One of the great strengths of Streeby’s study is its attention to the intersections between aesthetics and activism. The book reads as a primer for teachers of speculative fiction and Indigenous futurisms and a call to action for activists to recognize new modes of “world-making.” My only quibble is that it is a project that seems too expansive for its venue: at times, it felt (perhaps necessarily) elliptical. Particularly in light of the popularity of Ghosh’s latest book, I do hope to see the longer version soon.11As Sheree Thomas’s aforementioned anthology confirms, there is a great deal of “serious” fiction attending to our imperiled world.

  1. Stephanie LeMenager. “To Get Ready for Climate Change, Read Octavia Butler.” Electra Street. (November 2017).
  2. Donna Haraway. Staying with the Trouble: Making Kin in the Chthulucene (Durham: Duke University Press 2016).
  3. Ashley Dawson. Extreme Cities: The Peril and Promise of Urban Life in the Age of Climate Change (New York: Verso 2017).
  4. Amitav Ghosh. The Great Derangement: Climate Change and the Unthinkable (Chicago: University of Chicago Press, 2016). The term “world making” was also used by the philosopher Nelson Goodman in the early 1970s. Others have used it since, such as Ian Hacking.

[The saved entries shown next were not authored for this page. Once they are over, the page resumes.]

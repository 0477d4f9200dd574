//! Line-oriented presenter used when the CLI runs in script mode.
//!
//! Commands arrive one per line on the reader (stdin in production) and are
//! tokenized with shell-words, so descriptions containing spaces can be
//! quoted. Malformed lines produce a warning and the loop continues.

use std::io::BufRead;

use crate::cli::output;
use crate::cli::presenter::{Command, EntryInput, Presenter};
use crate::errors::{CommandError, ValidationError};
use crate::ledger::{BudgetSnapshot, Entry, EntryKind};

const ADD_USAGE: &str = "usage: add <income|expense> <description> <value>";

pub struct ScriptPresenter<R> {
    reader: R,
}

impl<R: BufRead> ScriptPresenter<R> {
    pub fn new(reader: R) -> Self {
        Self { reader }
    }
}

impl<R: BufRead> Presenter for ScriptPresenter<R> {
    fn next_command(&mut self) -> Result<Command, CommandError> {
        loop {
            let mut line = String::new();
            if self.reader.read_line(&mut line)? == 0 {
                // end of script
                return Ok(Command::Quit);
            }
            match parse_line(line.trim()) {
                Ok(Some(command)) => return Ok(command),
                Ok(None) => continue,
                Err(message) => output::warning(message),
            }
        }
    }

    fn render_entry(&mut self, entry: &Entry) {
        output::success(format!(
            "Added {} #{}: {} ({})",
            entry.kind,
            entry.id,
            entry.description,
            output::format_amount(entry.value)
        ));
    }

    fn display_totals(&mut self, snapshot: &BudgetSnapshot) {
        output::section("Budget");
        output::info(output::totals_block(snapshot));
    }

    fn reset_input_fields(&mut self) {
        // script mode has no input affordances to clear
    }

    fn show_invalid(&mut self, error: &ValidationError) {
        output::warning(format!("entry rejected: {error}"));
    }

    fn dump_json(&mut self, json: &str) {
        output::info(json);
    }
}

fn parse_line(line: &str) -> Result<Option<Command>, String> {
    if line.is_empty() {
        return Ok(None);
    }

    let tokens = shell_words::split(line).map_err(|err| err.to_string())?;
    let Some((command, args)) = tokens.split_first() else {
        return Ok(None);
    };

    match command.to_ascii_lowercase().as_str() {
        "add" => parse_add(args).map(Some),
        "totals" => Ok(Some(Command::Totals)),
        "json" => Ok(Some(Command::Dump)),
        "exit" | "quit" => Ok(Some(Command::Quit)),
        other => Err(format!("unknown command `{other}`")),
    }
}

fn parse_add(args: &[String]) -> Result<Command, String> {
    let [kind, description, value] = args else {
        return Err(ADD_USAGE.to_string());
    };

    let kind = kind.parse::<EntryKind>().map_err(|err| err.to_string())?;
    // bad numeric text becomes NaN; the add-entry guard rejects it, not us
    let value = value.trim().parse::<f64>().unwrap_or(f64::NAN);

    Ok(Command::Add(EntryInput {
        kind,
        description: description.clone(),
        value,
    }))
}
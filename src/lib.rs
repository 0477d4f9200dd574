#![doc(test(attr(deny(warnings))))]

//! Tally keeps a session-local ledger of income and expense entries and
//! derives budget totals from it on demand. The `cli` module layers an
//! interactive form and a scripted line mode over the core; all state is
//! transient and lost when the process exits.

pub mod app;
pub mod cli;
pub mod errors;
pub mod ledger;

use std::sync::Once;

static INIT_TRACING: Once = Once::new();

/// Initializes global tracing and emits a startup info log.
pub fn init() {
    INIT_TRACING.call_once(|| {
        use tracing_subscriber::{fmt, EnvFilter};

        let filter = EnvFilter::from_default_env().add_directive("tally=info".parse().unwrap());

        fmt().with_env_filter(filter).init();

        tracing::info!("Tally tracing initialized.");
    });
}
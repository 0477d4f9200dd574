use serde::{Deserialize, Serialize};

use super::entry::{Entry, EntryKind};

/// Sentinel carried by [`BudgetSnapshot::percentage`] while no income has
/// been recorded, making the share of income spent undefined.
pub const UNDEFINED_PERCENTAGE: i64 = -1;

/// Read-only view of the aggregate figures as of the last recomputation.
#[derive(Debug, Clone, Copy, Serialize, Deserialize, PartialEq)]
pub struct BudgetSnapshot {
    pub budget: f64,
    pub total_income: f64,
    pub total_expense: f64,
    pub percentage: i64,
}

/// In-memory store of income and expense entries plus derived totals.
///
/// Adding an entry does not update the totals by itself; callers trigger
/// [`Ledger::recompute`] when they want fresh aggregates. The ledger
/// performs no input validation: the add-entry guard runs upstream.
#[derive(Debug, Clone, Serialize, Deserialize)]
pub struct Ledger {
    incomes: Vec<Entry>,
    expenses: Vec<Entry>,
    total_income: f64,
    total_expense: f64,
    budget: f64,
    percentage: i64,
}

impl Ledger {
    /// Creates an empty ledger with zero totals and an undefined percentage.
    pub fn new() -> Self {
        Self {
            incomes: Vec::new(),
            expenses: Vec::new(),
            total_income: 0.0,
            total_expense: 0.0,
            budget: 0.0,
            percentage: UNDEFINED_PERCENTAGE,
        }
    }

    /// Appends a new entry to `kind`'s partition and returns it.
    ///
    /// Ids are per partition: 0 for the first entry, the last entry's id
    /// plus one afterwards. Ids are never reused.
    pub fn add_entry(
        &mut self,
        kind: EntryKind,
        description: impl Into<String>,
        value: f64,
    ) -> &Entry {
        let partition = self.partition_mut(kind);
        let id = partition.last().map_or(0, |entry| entry.id + 1);
        let index = partition.len();
        partition.push(Entry::new(id, kind, description, value));
        &partition[index]
    }

    /// Recomputes both totals, the available budget, and the spend
    /// percentage from the stored entries.
    ///
    /// The percentage rounds with `f64::round` (half away from zero), which
    /// matches ordinary rounding on this non-negative domain.
    pub fn recompute(&mut self) {
        self.total_income = sum_values(&self.incomes);
        self.total_expense = sum_values(&self.expenses);
        self.budget = self.total_income - self.total_expense;
        self.percentage = if self.total_income > 0.0 {
            (self.total_expense / self.total_income * 100.0).round() as i64
        } else {
            UNDEFINED_PERCENTAGE
        };
    }

    /// Returns the aggregates as of the last [`Ledger::recompute`] call
    /// without triggering a recomputation.
    pub fn snapshot(&self) -> BudgetSnapshot {
        BudgetSnapshot {
            budget: self.budget,
            total_income: self.total_income,
            total_expense: self.total_expense,
            percentage: self.percentage,
        }
    }

    /// Entries recorded for `kind`, in insertion order.
    pub fn entries(&self, kind: EntryKind) -> &[Entry] {
        match kind {
            EntryKind::Income => &self.incomes,
            EntryKind::Expense => &self.expenses,
        }
    }

    pub fn entry_count(&self, kind: EntryKind) -> usize {
        self.entries(kind).len()
    }

    fn partition_mut(&mut self, kind: EntryKind) -> &mut Vec<Entry> {
        match kind {
            EntryKind::Income => &mut self.incomes,
            EntryKind::Expense => &mut self.expenses,
        }
    }
}

impl Default for Ledger {
    fn default() -> Self {
        Self::new()
    }
}

fn sum_values(entries: &[Entry]) -> f64 {
    entries.iter().map(|entry| entry.value).sum()
}
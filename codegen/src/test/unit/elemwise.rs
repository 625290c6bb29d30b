use kiln_device::{ArgKind, CompileFlag, ErrorKind};
use kiln_dtype::ScalarDType;
use test_case::test_case;

use crate::elemwise::{ELEMWISE_ENTRY, Operand, elemwise_kernel};
use crate::error::Error;
use crate::signature::declared_kinds;

fn axpy_operands() -> Vec<Operand> {
    vec![
        Operand::array("x", ScalarDType::Float32),
        Operand::scalar("alpha", ScalarDType::Float32),
        Operand::array("y", ScalarDType::Float32),
    ]
}

#[test]
fn argument_order_matches_layout() {
    let request = elemwise_kernel("", "y[0] = alpha * x[0] + y[0]", &axpy_operands(), 2).unwrap();

    use ArgKind::*;
    let f32 = Scalar(ScalarDType::Float32);
    assert_eq!(request.entry, ELEMWISE_ENTRY);
    assert_eq!(request.arg_kinds, vec![Size, Size, Size, Buffer, Size, SSize, SSize, f32, Buffer, Size, SSize, SSize]);
    assert_eq!(declared_kinds(&request.source(), ELEMWISE_ENTRY), Some(request.arg_kinds.clone()));
}

#[test]
fn source_addresses_operands_through_strides() {
    let request = elemwise_kernel("#define TWICE(v) (2 * (v))", "y[0] = TWICE(x[0])", &axpy_operands(), 3).unwrap();
    let source = request.source();

    assert!(source.starts_with("#define TWICE(v) (2 * (v))\n"));
    assert!(source.contains("const ga_ssize x_str_2"));
    assert!(source.contains("x_p += (ga_ssize)pos * x_str_0;"));
    assert!(source.contains("pos = ii % dim2;"));
    assert!(!source.contains("pos = ii % dim0;"));
    assert!(source.contains("GLOBAL_MEM ga_float *y = (GLOBAL_MEM ga_float *)y_p;"));
    assert!(source.contains("i += numThreads"));
    assert!(source.contains("y[0] = TWICE(x[0]);"));
}

#[test]
fn zero_dimensional_kernel_has_no_decomposition() {
    let operands = [Operand::array("a", ScalarDType::Int32)];
    let request = elemwise_kernel("", "a[0] += 1", &operands, 0).unwrap();

    assert_eq!(request.arg_kinds, vec![ArgKind::Size, ArgKind::Buffer, ArgKind::Size]);
    assert!(!request.source().contains("pos ="));
}

#[test_case(ScalarDType::Float64, CompileFlag::Double ; "double")]
#[test_case(ScalarDType::Float16, CompileFlag::Half ; "half")]
#[test_case(ScalarDType::Int8, CompileFlag::Small ; "byte")]
fn flags_follow_operand_types(dtype: ScalarDType, flag: CompileFlag) {
    let operands = [Operand::array("a", dtype)];
    let request = elemwise_kernel("", "a[0] = a[0]", &operands, 1).unwrap();
    assert!(request.flags.contains(flag));
    assert!(request.flags.contains(CompileFlag::Cluda));
}

#[test_case("" ; "empty")]
#[test_case("   " ; "blank")]
fn empty_expression_is_rejected(expr: &str) {
    let err = elemwise_kernel("", expr, &axpy_operands(), 1).unwrap_err();
    assert!(matches!(err, Error::InvalidDescription { .. }));
    assert_eq!(err.kind(), ErrorKind::Value);
}

#[test_case("1x" ; "leading digit")]
#[test_case("a-b" ; "punctuation")]
#[test_case("" ; "empty name")]
fn bad_operand_names_are_rejected(name: &str) {
    let operands = [Operand::array(name, ScalarDType::Float32)];
    assert!(matches!(elemwise_kernel("", "x", &operands, 1), Err(Error::InvalidDescription { .. })));
}

#[test]
fn duplicate_operand_names_are_rejected() {
    let operands = [Operand::array("a", ScalarDType::Float32), Operand::scalar("a", ScalarDType::Float32)];
    assert!(matches!(elemwise_kernel("", "a[0] = 1", &operands, 1), Err(Error::InvalidDescription { .. })));
}

#[test]
fn half_scalars_cannot_be_bound() {
    let operands = [Operand::array("a", ScalarDType::Float16), Operand::scalar("h", ScalarDType::Float16)];
    let err = elemwise_kernel("", "a[0] = h", &operands, 1).unwrap_err();
    assert!(matches!(err, Error::TypeResolution { dtype: ScalarDType::Float16, .. }));
}

#[test_case(Operand::scalar("n", ScalarDType::UInt32) ; "element count")]
#[test_case(Operand::scalar("pos", ScalarDType::UInt32) ; "loop position")]
#[test_case(Operand::scalar("dim1", ScalarDType::UInt32) ; "dimension size")]
#[test_case(Operand::array("x_data", ScalarDType::Float32) ; "pointer parameter")]
#[test_case(Operand::scalar("x_str_0", ScalarDType::Int64) ; "stride parameter")]
#[test_case(Operand::scalar("x_p", ScalarDType::Int64) ; "address temporary")]
fn generated_names_are_reserved(clash: Operand) {
    let operands = [Operand::array("x", ScalarDType::Float32), clash];
    let err = elemwise_kernel("", "x[0] = 0", &operands, 2).unwrap_err();
    assert!(matches!(err, Error::InvalidDescription { .. }), "{err}");
}

#[test]
fn names_past_the_rank_are_free() {
    let operands = [Operand::array("x", ScalarDType::Float32), Operand::scalar("dim2", ScalarDType::UInt32)];
    assert!(elemwise_kernel("", "x[0] = dim2", &operands, 2).is_ok());
}
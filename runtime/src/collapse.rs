//! Axis collapsing.
//!
//! Adjacent axes that are contiguous in every array of a group can be iterated as one axis.
//! Fewer axes means fewer kernel variants and cheaper index arithmetic.

/// Collapse `dims` in place, applying the same merges to every array in `strides`.
///
/// Size-1 axes are dropped first (at least one axis is kept). Then axis `i - 1` absorbs axis
/// `i` wherever `strides[k][i - 1] == dims[i] * strides[k][i]` holds for every `k`. The element
/// addresses reachable through the result are exactly those of the input.
pub fn collapse(dims: &mut Vec<usize>, strides: &mut [Vec<isize>]) {
    debug_assert!(strides.iter().all(|s| s.len() == dims.len()));

    let mut i = dims.len();
    while i > 0 {
        if dims.len() > 1 && dims[i - 1] == 1 {
            dims.remove(i - 1);
            for s in strides.iter_mut() {
                s.remove(i - 1);
            }
        }
        i -= 1;
    }

    let mut i = dims.len().saturating_sub(1);
    while i > 0 {
        let contiguous = strides.iter().all(|s| s[i - 1] == dims[i] as isize * s[i]);
        if contiguous {
            dims[i - 1] *= dims[i];
            dims.remove(i);
            for s in strides.iter_mut() {
                s[i - 1] = s[i];
                s.remove(i);
            }
        }
        i -= 1;
    }
}
//! Backend collaborator interface.
//!
//! A [`Backend`] owns everything device specific: turning kernel source into a launchable
//! [`DeviceKernel`], answering limit queries, launching, and moving bytes. The engines in
//! `kiln-runtime` only talk to devices through this trait.

use std::any::Any;
use std::fmt;
use std::sync::Arc;

use enumset::EnumSet;
use smallvec::{SmallVec, smallvec};

use crate::arg::{ArgKind, CompileFlag, KernelArg};
use crate::buffer::Buffer;
use crate::error::Result;

/// Device or kernel limit that launch scheduling depends on.
#[derive(Debug, Clone, Copy, PartialEq, Eq, Hash, strum::Display, strum::EnumIter)]
pub enum Property {
    /// Maximum number of blocks along grid dimension 0.
    MaxGridSize0,
    /// Maximum number of threads along block dimension 0 for the device.
    MaxLocalSize0,
    /// Maximum threads per block for a specific compiled kernel.
    KernelMaxLocalSize,
    /// Preferred multiple for the block size (warp / wavefront width).
    PreferredLocalSize,
    /// Bytes of shared memory available to one block.
    LocalMemSize,
    /// Number of compute units.
    NumProcs,
}

/// Everything a backend needs to build one kernel entry point.
#[derive(Debug, Clone, PartialEq, Eq)]
pub struct CompileRequest {
    /// Source fragments, concatenated in order.
    pub sources: Vec<String>,
    pub entry: String,
    /// Declared parameter kinds, in order.
    pub arg_kinds: Vec<ArgKind>,
    pub flags: EnumSet<CompileFlag>,
}

impl CompileRequest {
    pub fn new(
        sources: Vec<String>,
        entry: impl Into<String>,
        arg_kinds: Vec<ArgKind>,
        flags: EnumSet<CompileFlag>,
    ) -> Self {
        Self { sources, entry: entry.into(), arg_kinds, flags }
    }

    /// All source fragments joined.
    pub fn source(&self) -> String {
        self.sources.concat()
    }

    /// Text identifying the compiled binary in a [`KernelCache`](crate::cache::KernelCache).
    ///
    /// Covers the entry and the flags as well as the source, since both change the binary.
    pub fn cache_text(&self) -> String {
        let flags: Vec<String> = self.flags.iter().map(|flag| format!("{flag:?}")).collect();
        let mut text = format!("// entry={} flags={}\n", self.entry, flags.join(","));
        for fragment in &self.sources {
            text.push_str(fragment);
        }
        text
    }
}

/// Launch geometry: grid and block extents per dimension plus dynamic shared memory.
#[derive(Debug, Clone, PartialEq, Eq)]
pub struct LaunchGeometry {
    pub grid: SmallVec<[usize; 3]>,
    pub block: SmallVec<[usize; 3]>,
    pub shared_bytes: usize,
}

impl LaunchGeometry {
    /// One-dimensional launch of `grid` blocks with `block` threads each.
    pub fn linear(grid: usize, block: usize, shared_bytes: usize) -> Self {
        Self { grid: smallvec![grid], block: smallvec![block], shared_bytes }
    }

    pub fn dims(&self) -> usize {
        self.grid.len()
    }

    pub fn total_threads(&self) -> usize {
        self.grid.iter().product::<usize>() * self.block.iter().product::<usize>()
    }
}

/// A compiled, launchable kernel entry point.
pub trait DeviceKernel: Send + Sync + fmt::Debug {
    fn entry(&self) -> &str;

    /// Binary image suitable for [`Backend::load_binary`], when the backend can export one.
    fn binary(&self) -> Option<Vec<u8>> {
        None
    }

    fn as_any(&self) -> &dyn Any;
}

/// Device backend consumed by the kernel runtime.
///
/// Launches issued on one backend execute in order: stage `k + 1` of a pipeline observes
/// every write of stage `k`.
pub trait Backend: Send + Sync + fmt::Debug {
    /// Device name used to key the kernel binary cache.
    fn device_name(&self) -> &str;

    /// Compile source text into a kernel.
    ///
    /// Failures should carry the compiler log in [`Error::Compile`](crate::Error::Compile)'s
    /// `diagnostic`.
    fn compile(&self, request: &CompileRequest) -> Result<Arc<dyn DeviceKernel>>;

    /// Rebuild a kernel from a binary produced by [`DeviceKernel::binary`].
    ///
    /// Backends without binary support compile from source.
    fn load_binary(&self, request: &CompileRequest, binary: &[u8]) -> Result<Arc<dyn DeviceKernel>> {
        let _ = binary;
        self.compile(request)
    }

    /// Query a limit. Kernel-specific properties require `kernel`; device properties ignore it.
    fn property(&self, kernel: Option<&dyn DeviceKernel>, property: Property) -> Result<usize>;

    /// Enqueue a launch. `args` matches the kernel's declared kinds.
    fn launch(&self, kernel: &dyn DeviceKernel, geometry: &LaunchGeometry, args: &[KernelArg]) -> Result<()>;

    fn alloc(&self, bytes: usize) -> Result<Buffer>;

    fn upload(&self, dst: &Buffer, offset: usize, data: &[u8]) -> Result<()>;

    fn download(&self, src: &Buffer, offset: usize, out: &mut [u8]) -> Result<()>;

    /// Device-to-device copy of `bytes` bytes.
    fn copy(&self, dst: &Buffer, dst_offset: usize, src: &Buffer, src_offset: usize, bytes: usize) -> Result<()>;
}
//! Kernel source generation for kiln.
//!
//! Generators emit CLUDA source (see [`kiln_device::cluda`]) through a [`CodeBuilder`] and
//! declare parameters through a [`ParamList`], returning a [`kiln_device::CompileRequest`]
//! whose argument kinds match the rendered signature.
//!
//! - [`elemwise`]: grid-stride elementwise kernels over strided operands
//! - [`reduction`]: one-block-per-output reductions with a shared-memory tree
//! - [`sort`]: bitonic block sort and sample-sort merge kernels

pub mod builder;
pub mod elemwise;
pub mod error;
pub mod reduction;
pub mod signature;
pub mod sort;


pub use builder::CodeBuilder;
pub use elemwise::{ELEMWISE_ENTRY, Operand, elemwise_kernel};
pub use error::*;
pub use reduction::{REDUCTION_ENTRY, ReductionExpr, reduction_kernel};
pub use signature::{ParamList, declared_kinds};
pub use sort::{IndexType, SAMPLE_STRIDE, SHARED_SORT_LIMIT, SortKernel, SortProgram};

  5. Fossil capitalism generally refers to the imbricated chronologies of fossil fuel use and modern capitalism. The two, according to critics, are inextricably linked. See also Andreas Malm’s Fossil Capital: The Rise of Steam Power and the Roots of Global Warming (Verso Books 2016).
  6. The series includes: Sunaina Maira’s Boycott!: The Academy and Justice for Palestine (2017), Jack Halberstam’s Trans: A Quick and Quirky History of Gender Variability (2017), Roderick A. Ferguson’s We Demand: The University and Student Protests (2017), Scott Kurashige’s The Fifty-Year Rebellion: How the U.S. Political Crisis Began in Detroit (2017), Macarena Gomez-Barris’s Beyond the Pink Tide: Art and Politics in the Americas (2018,) and Barbara Ransby’s Making all Black Lives Matter: Reimagining Freedom in the Twenty-First Century (2018).
  7. Jennifer Wenzel. “Salvage and the Accidental Future.” Modern Language Association. New York, New York. 5 January, 2018.
  8. The curriculum was created by the NYC Stands with Standing Rock Committee. The syllabus can be found here: https://nycstandswithstandingrock.wordpress.com/standingrocksyllabus/
  9. Ramachandra Guha and Joan Martínez Aliers. Varieties of Environmentalism: North and South (London: Routledge 1997). See also Rob Nixon. Slow Violence and the Environmentalism of the Poor (Cambridge: Harvard University Press 2011).
  10. See again Dawson’s discussion of “disaster communism” and the ways in which neoliberalism has successfully hijacked theories of evolution so as to cultivate a commitment to the selfish individual (2017).
  11. As per my own review of Amitav Ghosh’s The Great Derangement, the project offers a vital critique of the role of empire in anthropogenic climate change, not to mention a thorough critique of the carbon economy. It would usefully read as a companion to Streeby.